While Robert-McComb admits there's nothing she likes to do more than exercise, exercising for stress relief can become complicated because exercising increases cortisol, the body's main stress hormone.
"It's a treacherous slope, so to speak, because exercise is, in itself, a stressor," she explained.
Exercise and stress
In collaboration with then-master's student Kembra Albracht-Schulte, a thesis project was modeled after a 2013 study published in the journal Medicine and Science in Sports and Exercise. In the original study, the participants were exposed to images from the International Affective Picture System – a database that provides a standardized set of pictures for psychological research on emotion and attention – designed to elicit a stress response. After a 20-minute baseline measurement came 20 minutes of exercise – half the participants rode a stationary bicycle and half simply sat on the bicycle seat as the control group – followed by a 20-minute exposure to a stressor and a 20-minute recovery period.
"They found that those participants who rode the bicycle had a lower perception of stress, as evaluated by Spielberger's State Anxiety Test, following exposure to the stressor," Robert-McComb said. "So we thought, let's do it with yoga instead of cycling."
Albracht-Schulte and Robert-McComb used the same protocol, with a few exceptions.
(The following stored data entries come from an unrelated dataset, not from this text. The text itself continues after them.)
use std::io::Write;
use std::sync::{Arc, Mutex, PoisonError};

use clap::{Args, Subcommand};
use focusbell_core::notifier::{clips, format_remaining};
use focusbell_core::{
    Config, Event, FinishReason, ModeParameters, ModeSelector, Notifier, TimerController,
};
use tokio::io::{AsyncBufReadExt, BufReader};
use tokio::sync::Notify;

use super::{open_store, CmdResult};

#[derive(Subcommand)]
pub enum TimerAction {
    /// Run a focus session in the foreground.
    ///
    /// While it runs, type `p` to pause, `r` to resume and `s` to stop.
    /// Ctrl-C also stops the session; the time worked so far is recorded.
    Run(RunArgs),
}

#[derive(Args)]
pub struct RunArgs {
    /// Preset id, `preset:<id>` or `custom:<key>` (defaults to timer.default_mode)
    #[arg(conflicts_with = "total")]
    mode: Option<String>,
    /// Session length in minutes, instead of a saved mode
    #[arg(long, requires = "interval")]
    total: Option<u32>,
    /// Minutes between reminders
    #[arg(long, requires = "total")]
    interval: Option<u32>,
    /// Maximum random delay added to each reminder, in minutes
    #[arg(long, default_value = "0")]
    random: u32,
    /// Suggested rest after the session, in minutes
    #[arg(long, default_value = "5")]
    rest: u32,
    /// Delay of the follow-up reminder in seconds
    #[arg(long, default_value = "0")]
    second: u32,
    /// Print events as JSON lines instead of a countdown
    #[arg(long)]
    json: bool,
}

impl RunArgs {
    fn explicit_params(&self) -> Option<ModeParameters> {
        let (total, interval) = (self.total?, self.interval?);
        Some(ModeParameters::new(total, interval, self.random, self.rest, self.second))
    }
}

/// Renders the session on the terminal.
struct TerminalNotifier {
    json: bool,
    last_line: Mutex<String>,
    /// Signalled once the finish message has been written.
    finished: Notify,
}

impl TerminalNotifier {
    fn new(json: bool) -> Self {
        Self {
            json,
            last_line: Mutex::new(String::new()),
            finished: Notify::new(),
        }
    }
}

impl Notifier for TerminalNotifier {
    fn play_audio(&self, clip: &str) {
        tracing::debug!(clip, "audio cue");
        if !self.json && clip != clips::SESSION_START {
            eprint!("\x07");
        }
    }

    fn trigger_visual_effect(&self) {
        if !self.json {
            println!("\n*** check in: are you still on task? ***");
        }
    }

    fn update_display(&self, remaining: &str, progress_pct: f64) {
        if self.json {
            return;
        }
        let line = format!("{remaining}  {progress_pct:>3.0}%");
        let mut last = self.last_line.lock().unwrap_or_else(PoisonError::into_inner);
        if *last != line {
            print!("\r{line}   ");
            let _ = std::io::stdout().flush();
            *last = line;
        }
    }

    fn publish(&self, event: &Event) {
        self.render(event);
        if matches!(event, Event::SessionFinished { .. }) {
            self.finished.notify_one();
        }
    }
}

impl TerminalNotifier {
    fn render(&self, event: &Event) {
        if self.json {
            if let Ok(line) = serde_json::to_string(event) {
                println!("{line}");
            }
            return;
        }
        match event {
            Event::SessionStarted { mode, total_secs, .. } => {
                println!("{mode}: {} session started", format_remaining(*total_secs));
            }
            Event::SessionPaused { .. } => println!("\npaused"),
            Event::SessionResumed { .. } => println!("\nresumed"),
            Event::SessionFinished {
                reason,
                elapsed_secs,
                reminders,
                rest_minutes,
                ..
            } => {
                let verb = match reason {
                    FinishReason::Completed => "completed",
                    FinishReason::Stopped => "stopped",
                    FinishReason::Faulted => "aborted",
                };
                println!(
                    "\nsession {verb}: {} worked, {reminders} reminders",
                    format_remaining(*elapsed_secs)
                );
                if *reason == FinishReason::Completed {
                    println!("take a {rest_minutes} minute rest");
                }
            }
            _ => {}
        }
    }
}

pub fn run(action: TimerAction) -> CmdResult {
    match action {
        TimerAction::Run(args) => run_session(args),
    }
}

fn run_session(args: RunArgs) -> CmdResult {
    let config = Config::load_or_default();
    let store = open_store(&config)?.into_shared();
    let notifier = Arc::new(TerminalNotifier::new(args.json));

    let runtime = tokio::runtime::Builder::new_multi_thread()
        .enable_all()
        .build()?;
    let result = runtime.block_on(async {
        let controller = TimerController::new(store, notifier.clone(), &config);
        match args.explicit_params() {
            Some(params) => controller.start(params, "adhoc")?,
            None => {
                let mode = args.mode.as_deref().unwrap_or(&config.timer.default_mode);
                let selector: ModeSelector = mode.parse()?;
                controller.start_mode(&selector)?
            }
        };
        drive(&controller, &notifier).await
    });
    // A pending stdin read would otherwise keep the runtime alive.
    runtime.shutdown_background();
    result
}

/// Wait until the session has finished and reported, relaying terminal
/// commands to it.
async fn drive(controller: &TimerController, notifier: &TerminalNotifier) -> CmdResult {
    let mut commands = BufReader::new(tokio::io::stdin()).lines();
    let mut stdin_open = true;
    let ctrl_c = tokio::signal::ctrl_c();
    tokio::pin!(ctrl_c);

    loop {
        tokio::select! {
            _ = &mut ctrl_c => {
                controller.stop().await?;
                break;
            }
            line = commands.next_line(), if stdin_open => match line {
                Ok(Some(line)) => match line.trim() {
                    "p" | "pause" => {
                        controller.pause()?;
                    }
                    "r" | "resume" => {
                        controller.resume()?;
                    }
                    "s" | "stop" | "q" => {
                        controller.stop().await?;
                        break;
                    }
                    "" => {}
                    other => eprintln!("unknown command '{other}' (p = pause, r = resume, s = stop)"),
                },
                Ok(None) | Err(_) => stdin_open = false,
            },
            _ = notifier.finished.notified() => break,
        }
    }
    Ok(())
}

#[cfg(test)]
mod tests {
    use super::*;

    fn finished_event() -> Event {
        serde_json::from_value(serde_json::json!({
            "type": "SessionFinished",
            "session_id": "s1",
            "reason": "completed",
            "elapsed_secs": 60,
            "reminders": 1,
            "rest_minutes": 5,
            "at": "2026-01-01T10:00:00+00:00"
        }))
        .unwrap()
    }

    #[tokio::test]
    async fn finish_message_releases_the_run_loop() {
        let notifier = TerminalNotifier::new(true);
        notifier.publish(&finished_event());
        // The permit is kept even though nobody was waiting yet.
        tokio::time::timeout(std::time::Duration::from_secs(1), notifier.finished.notified())
            .await
            .unwrap();
    }

    #[tokio::test]
    async fn other_events_do_not_release_the_run_loop() {
        let notifier = TerminalNotifier::new(true);
        let reset: Event = serde_json::from_value(serde_json::json!({
            "type": "SessionReset",
            "at": "2026-01-01T10:00:00+00:00"
        }))
        .unwrap();
        notifier.publish(&reset);
        let waited =
            tokio::time::timeout(std::time::Duration::from_millis(50), notifier.finished.notified())
                .await;
        assert!(waited.is_err());
    }
}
They collected more physiological data, and they tested only women in a certain phase of their menstrual cycles, since menses has been shown to affect the stress response. Each participant served as their own control, counterbalancing sessions of yoga or sitting on the mat quietly for the same length of time.
"We found some interesting results," Robert-McComb said. "Both had an effect on the stress response, and just sitting on the mat was probably more effective than the yoga."
Their findings supported the previously known "Time-Out Hypothesis," the idea that time away from a source of stress is effective in reducing state anxiety.
Robert-McComb, Albracht-Schulte and colleague Joaquin Gonzales had planned to replicate the study this fall, substituting high-intensity interval training on a spin bike instead of yoga, but COVID-19 has changed their immediate plans.
"Because I'm a person who has high anxiety naturally, exercising and going to daily
Mass, or meditating, are some of the best things I can do to decrease my levels of
anxiety," Robert-McComb said. "So throughout my research career, I have been examining
the stress response and evaluating the effectiveness of interventions that help
people deal with anxiety and showing that from a data standpoint."
Helping others
Helping people deal with their anxiety and stress may be even more important now, due to the coronavirus pandemic, but while increasing levels of anxiety, it also has limited the opportunities for Robert-McComb to interact with those who need help.
"Until COVID-19, I taught yoga and water exercise at Covenant Hospital," she said. "It is an older population, and the exercise and social aspects are so important to them."
In her faculty role, she relishes the opportunities to interact with students and researchers in whom she can see glimpses of her younger self. While it can be difficult sometimes to share the details of her personal journey, she has found it often helps others to share theirs as well.
"At my stage in my life, I find pleasure out of helping people, especially young female scientists and students who experience anxiety and stress – and admit it," she said. "I'd say 95% of students feel stress, especially in today's time. If I am open about my own experiences that are similar to the experiences a student is feeling, they feel much more comfortable talking about it with me."